TASK OBJECTIVE> Pull every line that holds the word "SubEndpoint" from the entries.

SUPPLIED ENTRIES>

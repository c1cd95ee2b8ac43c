//! # Elements Sub-Endpoint
//!
//! `elements` under `editor/documents`:
//!
//! - collection: the document's top-level elements keyed by id
//! - item (`{element_id}`): one element from anywhere in the tree, or `null`

use std::sync::Arc;

use uuid::Uuid;

use crate::documents::{DocumentError, DocumentId, DocumentRegistry, Element};
use crate::elements::{ElementCollection, ElementLookup};
use crate::observability::{Logger, MetricsRegistry};

use super::endpoint::SubEndpoint;
use super::errors::RestResult;
use super::request::EndpointRequest;

/// The elements sub-endpoint
pub struct ElementsEndpoint {
    lookup: ElementLookup,
    metrics: Arc<MetricsRegistry>,
}

impl ElementsEndpoint {
    pub fn new(registry: Arc<dyn DocumentRegistry>, metrics: Arc<MetricsRegistry>) -> Self {
        Self {
            lookup: ElementLookup::new(registry),
            metrics,
        }
    }

    pub fn metrics(&self) -> &Arc<MetricsRegistry> {
        &self.metrics
    }

    fn resolution_failed(&self, request_id: &str, document_id: &str, err: &DocumentError) {
        self.metrics.increment_resolution_failures();
        Logger::error(
            "DOCUMENT_RESOLUTION_FAILED",
            &[
                ("request_id", request_id),
                ("document_id", document_id),
                ("error", err.to_string().as_str()),
            ],
        );
    }
}

fn id_for_log(document_id: &Option<DocumentId>) -> &str {
    document_id.as_ref().map(DocumentId::as_str).unwrap_or("")
}

impl SubEndpoint for ElementsEndpoint {
    type Item = Element;
    type Items = ElementCollection;

    fn name(&self) -> &'static str {
        "elements"
    }

    fn format(&self) -> &'static str {
        "{element_id}"
    }

    fn get_items(&self, request: &EndpointRequest) -> RestResult<ElementCollection> {
        self.metrics.increment_list_requests();
        let request_id = Uuid::new_v4().to_string();
        let document_id = request.document_id();

        match self.lookup.list_elements(document_id.as_ref()) {
            Ok(elements) => {
                Logger::info(
                    "ELEMENTS_LISTED",
                    &[
                        ("request_id", request_id.as_str()),
                        ("document_id", id_for_log(&document_id)),
                        ("count", elements.len().to_string().as_str()),
                    ],
                );
                Ok(elements)
            }
            Err(err) => {
                self.resolution_failed(&request_id, id_for_log(&document_id), &err);
                Err(err.into())
            }
        }
    }

    fn get_item(&self, element_id: &str, request: &EndpointRequest) -> RestResult<Option<Element>> {
        self.metrics.increment_item_requests();
        let request_id = Uuid::new_v4().to_string();
        let document_id = request.document_id();

        match self.lookup.get_element(element_id, document_id.as_ref()) {
            Ok(Some(element)) => {
                self.metrics.increment_element_hits();
                Logger::info(
                    "ELEMENT_FOUND",
                    &[
                        ("request_id", request_id.as_str()),
                        ("document_id", id_for_log(&document_id)),
                        ("element_id", element_id),
                    ],
                );
                Ok(Some(element))
            }
            Ok(None) => {
                self.metrics.increment_element_misses();
                Logger::info(
                    "ELEMENT_MISSED",
                    &[
                        ("request_id", request_id.as_str()),
                        ("document_id", id_for_log(&document_id)),
                        ("element_id", element_id),
                    ],
                );
                Ok(None)
            }
            Err(err) => {
                self.resolution_failed(&request_id, id_for_log(&document_id), &err);
                Err(err.into())
            }
        }
    }
}

#[cfg(test)]
mod tests {
    use super::*;
    use crate::documents::{Document, InMemoryDocumentRegistry};
    use crate::rest_api::request::DOCUMENT_ID_PARAM;
    use crate::rest_api::RestError;

    fn endpoint() -> ElementsEndpoint {
        let registry = InMemoryDocumentRegistry::with_documents(vec![Document::new(
            "doc1",
            vec![Element::new("a")
                .with_type("section")
                .with_children(vec![Element::new("b").with_type("widget")])],
        )]);
        ElementsEndpoint::new(Arc::new(registry), Arc::new(MetricsRegistry::new()))
    }

    #[test]
    fn test_name_and_format() {
        let endpoint = endpoint();
        assert_eq!(endpoint.name(), "elements");
        assert_eq!(endpoint.format(), "{element_id}");
    }

    #[test]
    fn test_get_items_counts_requests() {
        let endpoint = endpoint();
        let request = EndpointRequest::new().with_param(DOCUMENT_ID_PARAM, "doc1");

        let items = endpoint.get_items(&request).unwrap();
        assert!(items.contains_key("a"));
        assert_eq!(endpoint.metrics().snapshot().list_requests, 1);
    }

    #[test]
    fn test_get_item_hit_and_miss() {
        let endpoint = endpoint();
        let request = EndpointRequest::new().with_param(DOCUMENT_ID_PARAM, "doc1");

        assert_eq!(endpoint.get_item("b", &request).unwrap().unwrap().id, "b");
        assert!(endpoint.get_item("z", &request).unwrap().is_none());

        let snap = endpoint.metrics().snapshot();
        assert_eq!(snap.item_requests, 2);
        assert_eq!(snap.element_hits, 1);
        assert_eq!(snap.element_misses, 1);
    }

    #[test]
    fn test_unknown_document_counts_failure() {
        let endpoint = endpoint();
        let request = EndpointRequest::new().with_param(DOCUMENT_ID_PARAM, "ghost");

        let err = endpoint.get_item("a", &request).unwrap_err();
        assert!(matches!(err, RestError::Document(DocumentError::NotFound(_))));
        assert_eq!(endpoint.metrics().snapshot().resolution_failures, 1);
    }
}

RESPONSE AREA>
use super::endpoint::SubEndpoint;
impl SubEndpoint for ElementsEndpoint {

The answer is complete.